• **YOUR OBJECTIVE**: Copy every line below that has the word "info" in it.

(TASK INPUTS)

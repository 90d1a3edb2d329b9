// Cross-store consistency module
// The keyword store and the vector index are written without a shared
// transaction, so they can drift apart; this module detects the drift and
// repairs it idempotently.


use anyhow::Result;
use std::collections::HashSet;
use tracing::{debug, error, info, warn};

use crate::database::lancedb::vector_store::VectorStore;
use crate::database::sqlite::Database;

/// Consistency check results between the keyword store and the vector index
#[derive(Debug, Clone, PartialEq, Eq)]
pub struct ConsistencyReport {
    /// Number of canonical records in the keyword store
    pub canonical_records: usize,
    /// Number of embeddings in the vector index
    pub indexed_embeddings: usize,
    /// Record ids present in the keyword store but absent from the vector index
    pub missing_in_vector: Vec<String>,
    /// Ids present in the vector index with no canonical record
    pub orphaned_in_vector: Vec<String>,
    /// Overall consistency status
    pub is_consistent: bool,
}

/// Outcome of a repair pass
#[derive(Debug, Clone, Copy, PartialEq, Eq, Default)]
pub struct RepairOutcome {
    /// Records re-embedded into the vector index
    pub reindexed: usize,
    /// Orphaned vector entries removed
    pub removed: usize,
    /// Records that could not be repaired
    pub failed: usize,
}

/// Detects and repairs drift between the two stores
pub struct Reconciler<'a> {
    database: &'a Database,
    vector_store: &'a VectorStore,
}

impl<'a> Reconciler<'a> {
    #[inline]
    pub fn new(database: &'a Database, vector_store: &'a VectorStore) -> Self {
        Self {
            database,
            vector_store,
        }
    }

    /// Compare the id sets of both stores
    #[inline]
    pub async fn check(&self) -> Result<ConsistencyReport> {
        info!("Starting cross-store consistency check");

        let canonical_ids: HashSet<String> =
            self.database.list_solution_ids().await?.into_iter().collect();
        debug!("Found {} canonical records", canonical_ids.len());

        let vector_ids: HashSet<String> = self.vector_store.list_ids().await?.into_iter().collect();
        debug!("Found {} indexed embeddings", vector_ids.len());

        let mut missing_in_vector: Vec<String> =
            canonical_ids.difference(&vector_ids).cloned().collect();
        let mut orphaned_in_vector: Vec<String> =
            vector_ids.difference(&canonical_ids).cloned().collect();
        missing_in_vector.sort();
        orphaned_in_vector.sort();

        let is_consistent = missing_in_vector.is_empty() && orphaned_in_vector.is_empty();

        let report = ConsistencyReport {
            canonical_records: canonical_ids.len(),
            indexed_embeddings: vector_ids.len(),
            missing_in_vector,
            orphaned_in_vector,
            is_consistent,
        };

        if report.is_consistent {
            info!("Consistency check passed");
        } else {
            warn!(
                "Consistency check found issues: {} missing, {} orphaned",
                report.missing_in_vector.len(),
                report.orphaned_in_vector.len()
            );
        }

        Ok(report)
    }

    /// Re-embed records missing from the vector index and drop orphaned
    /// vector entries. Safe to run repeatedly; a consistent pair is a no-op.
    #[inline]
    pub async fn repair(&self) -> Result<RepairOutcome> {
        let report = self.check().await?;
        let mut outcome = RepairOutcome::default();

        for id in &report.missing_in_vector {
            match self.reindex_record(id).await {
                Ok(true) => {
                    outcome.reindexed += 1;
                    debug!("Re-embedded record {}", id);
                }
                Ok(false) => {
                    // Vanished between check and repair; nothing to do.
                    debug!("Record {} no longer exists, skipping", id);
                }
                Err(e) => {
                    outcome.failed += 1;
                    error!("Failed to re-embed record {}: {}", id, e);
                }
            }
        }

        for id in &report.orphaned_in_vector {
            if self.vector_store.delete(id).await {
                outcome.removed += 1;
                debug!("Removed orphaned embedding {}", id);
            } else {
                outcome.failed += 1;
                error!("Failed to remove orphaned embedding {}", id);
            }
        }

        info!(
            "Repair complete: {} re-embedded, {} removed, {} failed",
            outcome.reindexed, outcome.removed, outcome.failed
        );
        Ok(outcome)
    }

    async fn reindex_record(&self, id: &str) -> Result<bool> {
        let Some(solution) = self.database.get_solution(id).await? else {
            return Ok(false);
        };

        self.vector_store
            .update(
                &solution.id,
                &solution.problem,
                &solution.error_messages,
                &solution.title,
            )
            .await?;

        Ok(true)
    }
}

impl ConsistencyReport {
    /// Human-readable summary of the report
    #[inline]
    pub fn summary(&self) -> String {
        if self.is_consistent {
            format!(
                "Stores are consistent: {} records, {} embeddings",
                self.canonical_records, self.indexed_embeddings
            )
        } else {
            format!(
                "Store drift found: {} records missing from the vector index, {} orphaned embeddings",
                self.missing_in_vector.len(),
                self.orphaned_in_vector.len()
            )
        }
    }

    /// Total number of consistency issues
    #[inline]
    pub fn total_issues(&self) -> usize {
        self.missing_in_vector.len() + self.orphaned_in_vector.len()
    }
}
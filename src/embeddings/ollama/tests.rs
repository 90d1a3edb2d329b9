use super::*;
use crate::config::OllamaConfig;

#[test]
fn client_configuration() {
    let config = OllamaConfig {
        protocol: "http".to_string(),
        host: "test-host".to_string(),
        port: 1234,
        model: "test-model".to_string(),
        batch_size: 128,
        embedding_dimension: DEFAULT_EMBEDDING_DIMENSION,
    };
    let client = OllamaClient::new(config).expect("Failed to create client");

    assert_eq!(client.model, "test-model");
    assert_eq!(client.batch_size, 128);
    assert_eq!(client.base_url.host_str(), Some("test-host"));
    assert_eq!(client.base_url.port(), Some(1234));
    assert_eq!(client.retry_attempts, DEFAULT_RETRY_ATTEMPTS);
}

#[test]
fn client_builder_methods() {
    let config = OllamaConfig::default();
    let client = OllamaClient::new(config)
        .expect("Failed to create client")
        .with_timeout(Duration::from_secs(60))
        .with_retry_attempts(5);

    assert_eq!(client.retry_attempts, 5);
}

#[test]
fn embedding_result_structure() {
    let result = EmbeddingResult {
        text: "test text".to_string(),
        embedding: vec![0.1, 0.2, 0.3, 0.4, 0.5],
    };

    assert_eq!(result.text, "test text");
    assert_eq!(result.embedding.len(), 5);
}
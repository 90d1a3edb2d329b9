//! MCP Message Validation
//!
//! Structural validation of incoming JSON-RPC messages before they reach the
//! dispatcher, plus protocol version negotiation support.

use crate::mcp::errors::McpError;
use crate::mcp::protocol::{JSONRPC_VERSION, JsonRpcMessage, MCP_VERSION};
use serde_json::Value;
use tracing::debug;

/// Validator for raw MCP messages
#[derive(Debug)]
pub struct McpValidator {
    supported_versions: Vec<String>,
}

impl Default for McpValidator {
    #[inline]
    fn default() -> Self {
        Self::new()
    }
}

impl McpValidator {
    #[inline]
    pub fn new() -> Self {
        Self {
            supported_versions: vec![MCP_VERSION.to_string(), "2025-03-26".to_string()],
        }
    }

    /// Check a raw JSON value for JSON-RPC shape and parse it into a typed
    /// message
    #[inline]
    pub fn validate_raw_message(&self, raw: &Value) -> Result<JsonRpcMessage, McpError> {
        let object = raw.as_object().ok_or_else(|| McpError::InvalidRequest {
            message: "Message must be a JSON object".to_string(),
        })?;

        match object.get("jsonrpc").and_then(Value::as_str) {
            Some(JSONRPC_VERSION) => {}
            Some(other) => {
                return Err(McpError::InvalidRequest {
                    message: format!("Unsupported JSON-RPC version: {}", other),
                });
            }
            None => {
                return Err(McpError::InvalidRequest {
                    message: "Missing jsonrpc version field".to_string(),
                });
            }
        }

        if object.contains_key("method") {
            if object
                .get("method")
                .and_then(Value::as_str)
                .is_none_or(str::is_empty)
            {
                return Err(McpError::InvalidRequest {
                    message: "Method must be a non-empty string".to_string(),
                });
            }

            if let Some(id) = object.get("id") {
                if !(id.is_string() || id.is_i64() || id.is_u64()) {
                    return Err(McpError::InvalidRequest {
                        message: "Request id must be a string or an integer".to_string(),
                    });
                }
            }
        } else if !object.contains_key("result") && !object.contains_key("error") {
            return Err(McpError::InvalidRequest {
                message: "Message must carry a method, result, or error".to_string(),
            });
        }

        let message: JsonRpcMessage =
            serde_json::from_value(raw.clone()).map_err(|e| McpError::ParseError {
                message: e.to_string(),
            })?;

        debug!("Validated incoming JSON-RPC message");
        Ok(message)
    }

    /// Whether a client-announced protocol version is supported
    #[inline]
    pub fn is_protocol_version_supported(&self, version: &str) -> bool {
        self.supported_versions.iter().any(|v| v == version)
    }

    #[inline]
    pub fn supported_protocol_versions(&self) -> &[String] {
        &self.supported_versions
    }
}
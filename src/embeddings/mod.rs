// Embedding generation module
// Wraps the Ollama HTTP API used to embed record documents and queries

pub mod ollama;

(End TASK INPUTS)

• **EXPECTED ANSWER**:
use tracing::{debug, error, info, warn};
        info!("Starting cross-store consistency check");
            info!("Consistency check passed");
        info!(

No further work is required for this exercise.